— What to do —
Scanning the entries below, copy every line that contains the word "RunFlowJob".
+--
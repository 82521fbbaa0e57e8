// SPDX-License-Identifier: Apache-2.0

//! Streaming file stages.
//!
//! Reads and writes run in local tasks on the pipeline's event loop; the
//! stages exchange data with those tasks over small local channels, and
//! every IO completion signals the pump so flow control stays demand
//! driven. All chunk ownership follows the pipeline contract: a chunk
//! handed to `on_next` belongs to the receiver.

use bytes::Bytes;
use std::cell::{Cell, RefCell};
use std::path::PathBuf;
use std::rc::Rc;
use strata_pipeline::Error;
use strata_pipeline::pipeline::PumpHandle;
use strata_pipeline::stage::{
    ByteStreamConsumer, Consumer, DataInterface, Producer, SinkStage, SourceStage, Stage,
};
use tokio::io::{AsyncReadExt, AsyncWriteExt};
use tokio::sync::mpsc;

/// Bytes read from disk per chunk.
const READ_CHUNK_SIZE: usize = 64 * 1024;

/// Chunks buffered between the stage and its IO task.
const IO_QUEUE_DEPTH: usize = 8;

fn storage_error(key: &str, operation: &str, path: &str, message: impl Into<String>) -> Error {
    Error::Storage {
        key: format!("{key}:{operation}"),
        path: path.to_owned(),
        message: message.into(),
    }
}

enum ReadEvent {
    Chunk(Bytes),
    Eos,
    Failed(Error),
}

/// Pipeline source streaming a local file's bytes.
pub struct FileByteSource {
    storage_key: String,
    storage_path: String,
    absolute: PathBuf,
    chunk_size: usize,
    consumer: Option<Rc<RefCell<dyn ByteStreamConsumer>>>,
    events: Option<mpsc::Receiver<ReadEvent>>,
    started: bool,
    done: bool,
}

impl FileByteSource {
    /// Creates a source for the resolved file path.
    #[must_use]
    pub fn new(storage_key: String, storage_path: String, absolute: PathBuf) -> Self {
        FileByteSource {
            storage_key,
            storage_path,
            absolute,
            chunk_size: READ_CHUNK_SIZE,
            consumer: None,
            events: None,
            started: false,
            done: false,
        }
    }

    /// Overrides the read chunk size.
    #[must_use]
    pub fn with_chunk_size(mut self, chunk_size: usize) -> Self {
        self.chunk_size = chunk_size.max(1);
        self
    }
}

async fn read_file_task(
    absolute: PathBuf,
    storage_key: String,
    storage_path: String,
    chunk_size: usize,
    events: mpsc::Sender<ReadEvent>,
    scheduler: PumpHandle,
) {
    let failed = |message: String| {
        storage_error(&storage_key, "read_stream", &storage_path, message)
    };

    let mut file = match tokio::fs::File::open(&absolute).await {
        Ok(file) => file,
        Err(error) => {
            let _ = events.send(ReadEvent::Failed(failed(error.to_string()))).await;
            scheduler.pump_data();
            return;
        }
    };

    loop {
        let mut buffer = vec![0u8; chunk_size];
        match file.read(&mut buffer).await {
            Ok(0) => {
                let _ = events.send(ReadEvent::Eos).await;
                scheduler.pump_data();
                return;
            }
            Ok(read) => {
                buffer.truncate(read);
                if events.send(ReadEvent::Chunk(Bytes::from(buffer))).await.is_err() {
                    // Pipeline went away; nothing left to notify.
                    return;
                }
                scheduler.pump_data();
            }
            Err(error) => {
                let _ = events.send(ReadEvent::Failed(failed(error.to_string()))).await;
                scheduler.pump_data();
                return;
            }
        }
    }
}

impl Stage for FileByteSource {
    fn name(&self) -> &'static str {
        "file-source"
    }

    fn data_interface(&self) -> Option<DataInterface> {
        None
    }

    fn output_interface(&self) -> Option<DataInterface> {
        Some(DataInterface::ByteStream)
    }

    fn connect(&mut self, scheduler: PumpHandle) {
        let (sender, receiver) = mpsc::channel(IO_QUEUE_DEPTH);
        self.events = Some(receiver);
        let _ = tokio::task::spawn_local(read_file_task(
            self.absolute.clone(),
            self.storage_key.clone(),
            self.storage_path.clone(),
            self.chunk_size,
            sender,
            scheduler,
        ));
    }

    fn is_ready(&self) -> bool {
        true
    }

    fn pump(&mut self) -> Result<(), Error> {
        if self.done {
            return Ok(());
        }
        let Some(consumer) = self.consumer.clone() else {
            return Ok(());
        };
        if !self.started {
            self.started = true;
            consumer.borrow_mut().on_start();
        }
        let Some(events) = &mut self.events else {
            return Ok(());
        };

        while consumer.borrow().is_ready() {
            match events.try_recv() {
                Ok(ReadEvent::Chunk(chunk)) => consumer.borrow_mut().on_next(chunk),
                Ok(ReadEvent::Eos) => {
                    self.done = true;
                    consumer.borrow_mut().on_complete();
                    return Ok(());
                }
                Ok(ReadEvent::Failed(error)) => {
                    self.done = true;
                    return Err(error);
                }
                Err(_) => break,
            }
        }
        Ok(())
    }

    fn is_done(&self) -> bool {
        self.done
    }

    fn close(&mut self) {
        self.events = None;
        self.done = true;
    }
}

impl Producer for FileByteSource {
    fn bind(&mut self, consumer: Consumer) -> Result<(), Error> {
        if self.consumer.is_some() {
            return Err(Error::internal("File source is already bound to a consumer"));
        }
        match consumer {
            Consumer::ByteStream(consumer) => {
                self.consumer = Some(consumer);
                Ok(())
            }
            other => Err(Error::internal(format!(
                "File source produces a byte stream but its consumer expects {}",
                other.interface()
            ))),
        }
    }
}

impl SourceStage for FileByteSource {
    fn cancel(&mut self) {
        // Dropping the receiver stops the read task on its next send.
        self.events = None;
        self.done = true;
    }
}

enum WriteEvent {
    Chunk(Bytes),
    Eos,
}

/// Pipeline sink streaming bytes into a local file.
///
/// Parent directories are created on demand; a terminated write removes
/// the partial file so failed jobs never leave half-written objects.
pub struct FileByteSink {
    events: Option<mpsc::UnboundedSender<WriteEvent>>,
    pending: mpsc::UnboundedReceiver<WriteEvent>,
    absolute: PathBuf,
    storage_key: String,
    storage_path: String,
    queued: Rc<Cell<usize>>,
    bytes_written: Rc<Cell<u64>>,
    aborted: Rc<Cell<bool>>,
    scheduler: Option<PumpHandle>,
    terminal_sent: bool,
    done: bool,
}

impl FileByteSink {
    /// Creates a sink for the resolved file path.
    #[must_use]
    pub fn new(storage_key: String, storage_path: String, absolute: PathBuf) -> Self {
        let (sender, receiver) = mpsc::unbounded_channel();
        FileByteSink {
            events: Some(sender),
            pending: receiver,
            absolute,
            storage_key,
            storage_path,
            queued: Rc::new(Cell::new(0)),
            bytes_written: Rc::new(Cell::new(0)),
            aborted: Rc::new(Cell::new(false)),
            scheduler: None,
            terminal_sent: false,
            done: false,
        }
    }

    /// Shared counter of bytes flushed to disk; read it after the
    /// pipeline completes.
    #[must_use]
    pub fn bytes_written(&self) -> Rc<Cell<u64>> {
        self.bytes_written.clone()
    }
}

struct WriterShared {
    queued: Rc<Cell<usize>>,
    bytes_written: Rc<Cell<u64>>,
    aborted: Rc<Cell<bool>>,
}

async fn write_file_task(
    absolute: PathBuf,
    storage_key: String,
    storage_path: String,
    mut pending: mpsc::UnboundedReceiver<WriteEvent>,
    shared: WriterShared,
    scheduler: PumpHandle,
) {
    let failed = |message: String| {
        storage_error(&storage_key, "write_stream", &storage_path, message)
    };
    let abort_cleanup = |absolute: &PathBuf| {
        if std::fs::remove_file(absolute).is_err() {
            tracing::warn!(path = %absolute.display(), "could not remove partial file");
        }
    };

    if let Some(parent) = absolute.parent() {
        if let Err(error) = tokio::fs::create_dir_all(parent).await {
            scheduler.report_regular_error(failed(error.to_string()));
            return;
        }
    }

    let mut file = match tokio::fs::File::create(&absolute).await {
        Ok(file) => file,
        Err(error) => {
            scheduler.report_regular_error(failed(error.to_string()));
            return;
        }
    };

    while let Some(event) = pending.recv().await {
        match event {
            WriteEvent::Chunk(chunk) => {
                shared.queued.set(shared.queued.get().saturating_sub(1));
                if let Err(error) = file.write_all(&chunk).await {
                    scheduler.report_regular_error(failed(error.to_string()));
                    abort_cleanup(&absolute);
                    return;
                }
                shared
                    .bytes_written
                    .set(shared.bytes_written.get() + chunk.len() as u64);
                // Capacity freed: let the pump push more.
                scheduler.pump_data();
            }
            WriteEvent::Eos => {
                if let Err(error) = file.flush().await {
                    scheduler.report_regular_error(failed(error.to_string()));
                    abort_cleanup(&absolute);
                    return;
                }
                scheduler.report_complete();
                return;
            }
        }
    }

    // Channel closed without EOS: the pipeline terminated early.
    if shared.aborted.get() {
        abort_cleanup(&absolute);
    }
}

impl Stage for FileByteSink {
    fn name(&self) -> &'static str {
        "file-sink"
    }

    fn data_interface(&self) -> Option<DataInterface> {
        Some(DataInterface::ByteStream)
    }

    fn output_interface(&self) -> Option<DataInterface> {
        None
    }

    fn connect(&mut self, scheduler: PumpHandle) {
        self.scheduler = Some(scheduler.clone());
        let (_drained_sender, receiver) = mpsc::unbounded_channel();
        let pending = std::mem::replace(&mut self.pending, receiver);
        let _ = tokio::task::spawn_local(write_file_task(
            self.absolute.clone(),
            self.storage_key.clone(),
            self.storage_path.clone(),
            pending,
            WriterShared {
                queued: self.queued.clone(),
                bytes_written: self.bytes_written.clone(),
                aborted: self.aborted.clone(),
            },
            scheduler,
        ));
    }

    fn is_ready(&self) -> bool {
        !self.done && self.queued.get() < IO_QUEUE_DEPTH
    }

    fn is_done(&self) -> bool {
        self.done
    }

    fn close(&mut self) {
        self.events = None;
        self.done = true;
    }
}

impl ByteStreamConsumer for FileByteSink {
    fn on_start(&mut self) {}

    fn on_next(&mut self, chunk: Bytes) {
        if self.done {
            tracing::warn!(stage = self.name(), "dropping chunk delivered after done");
            return;
        }
        if let Some(events) = &self.events {
            self.queued.set(self.queued.get() + 1);
            let _ = events.send(WriteEvent::Chunk(chunk));
        }
    }

    fn on_complete(&mut self) {
        if self.done || self.terminal_sent {
            return;
        }
        self.terminal_sent = true;
        self.done = true;
        if let Some(events) = self.events.take() {
            let _ = events.send(WriteEvent::Eos);
        }
    }

    fn on_error(&mut self, error: Error) {
        self.aborted.set(true);
        self.events = None;
        self.done = true;
        if let Some(scheduler) = &self.scheduler {
            if error.is_regular() {
                scheduler.report_regular_error(error);
            } else {
                scheduler.report_unhandled_error(error);
            }
        }
    }
}

impl SinkStage for FileByteSink {
    fn terminate(&mut self, _error: Error) {
        if self.terminal_sent {
            return;
        }
        self.terminal_sent = true;
        self.done = true;
        self.aborted.set(true);
        // Dropping the sender wakes the writer, which removes the file.
        self.events = None;
    }
}
// SPDX-License-Identifier: Apache-2.0

//! External resource definitions.

use indexmap::IndexMap;
use serde::{Deserialize, Serialize};

/// The category of an external resource.
#[derive(Debug, Clone, Copy, PartialEq, Eq, Hash, Serialize, Deserialize)]
#[serde(rename_all = "SCREAMING_SNAKE_CASE")]
pub enum ResourceType {
    /// An external system reached over a protocol, e.g. a market data feed.
    ExternalSystem,
    /// A storage location models read from or write to.
    StorageTarget,
}

/// Connection details for an external resource.
#[derive(Debug, Clone, PartialEq, Serialize, Deserialize)]
pub struct ResourceDefinition {
    /// The resource category.
    pub resource_type: ResourceType,

    /// Access protocol, e.g. `jdbc` or `s3`.
    pub protocol: String,

    /// Protocol refinement, e.g. a JDBC dialect.
    #[serde(default, skip_serializing_if = "Option::is_none")]
    pub sub_protocol: Option<String>,

    /// System-specific connection properties.
    #[serde(default, skip_serializing_if = "IndexMap::is_empty")]
    pub system: IndexMap<String, String>,
}

impl ResourceDefinition {
    /// Creates a resource of the given type and protocol with no detail.
    #[must_use]
    pub fn new(resource_type: ResourceType, protocol: impl Into<String>) -> Self {
        ResourceDefinition {
            resource_type,
            protocol: protocol.into(),
            sub_protocol: None,
            system: IndexMap::new(),
        }
    }
}
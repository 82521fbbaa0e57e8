// SPDX-License-Identifier: Apache-2.0

//! Auto-wiring of model parameters.
//!
//! Models frequently declare housekeeping parameters the flow author never
//! wires explicitly. After binding, every parameter declared by a bound
//! model must be connected; this pass synthesizes the missing parameter
//! nodes and edges.
//!
//! Flows that declare an explicit parameter contract opt out of free
//! wiring: a model parameter absent from the contract is an error rather
//! than a silently added graph input.

use crate::error::ErrorHandler;
use crate::metadata::NodeMetadata;
use crate::node::{GraphSection, Node, NodeId, NodeNamespace, SocketId};
use indexmap::IndexMap;
use strata_metadata::{FlowDefinition, FlowNode, FlowNodeType, RunFlowJob};

/// Connects every parameter declared by a bound model, synthesizing
/// parameter nodes where the flow does not provide them.
#[must_use]
pub fn autowire_parameters(
    section: GraphSection<NodeMetadata>,
    flow: &FlowDefinition,
    job: &RunFlowJob,
    namespace: &NodeNamespace,
    handler: &mut dyn ErrorHandler,
) -> GraphSection<NodeMetadata> {
    // Explicit flows declare their parameter contract up front.
    let explicit = !flow.parameters.is_empty();

    let GraphSection {
        mut nodes,
        mut inputs,
        outputs,
    } = section;

    let model_ids: Vec<NodeId> = nodes
        .values()
        .filter(|node| node.payload.flow_node.node_type == FlowNodeType::Model)
        .map(|node| node.node_id.clone())
        .collect();

    for model_id in model_ids {
        let Some(model) = nodes[&model_id]
            .payload
            .runtime_object
            .as_ref()
            .and_then(|object| object.as_model())
            .cloned()
        else {
            continue;
        };

        for (param_name, _) in &model.parameters {
            let node = &nodes[&model_id];
            let declared_on_node = node.payload.flow_node.parameters.contains(param_name);
            if declared_on_node && node.dependencies.contains_key(param_name) {
                continue;
            }

            if explicit && !declared_on_node && !flow.parameters.contains_key(param_name) {
                handler.on_error(
                    &model_id,
                    &format!("Parameter {param_name} is not declared in the flow"),
                );
                continue;
            }

            let param_id = NodeId::of(param_name, namespace);
            if !nodes.contains_key(&param_id) {
                let mut payload = NodeMetadata::new(FlowNode::new(FlowNodeType::Parameter));
                if let Some(value) = job.parameters.get(param_name) {
                    payload = payload.with_runtime_value(value.clone());
                }
                let param_node = Node {
                    node_id: param_id.clone(),
                    dependencies: IndexMap::new(),
                    outputs: vec![String::new()],
                    payload,
                };
                let _ = nodes.insert(param_id.clone(), param_node);
                inputs.push(param_id.clone());
            }

            // Re-insert keeps the model node's position in the section.
            let mut updated = nodes[&model_id].clone();
            if !updated.payload.flow_node.parameters.contains(param_name) {
                let mut flow_node = updated.payload.flow_node.clone();
                flow_node.parameters.push(param_name.clone());
                updated.payload.flow_node = flow_node;
            }
            let _ = updated
                .dependencies
                .insert(param_name.clone(), SocketId::single(param_id));
            let _ = nodes.insert(model_id.clone(), updated);
        }
    }

    GraphSection {
        nodes,
        inputs,
        outputs,
    }
}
+--
— Task output —
use strata_metadata::{FlowDefinition, FlowNode, FlowNodeType, RunFlowJob};
    job: &RunFlowJob,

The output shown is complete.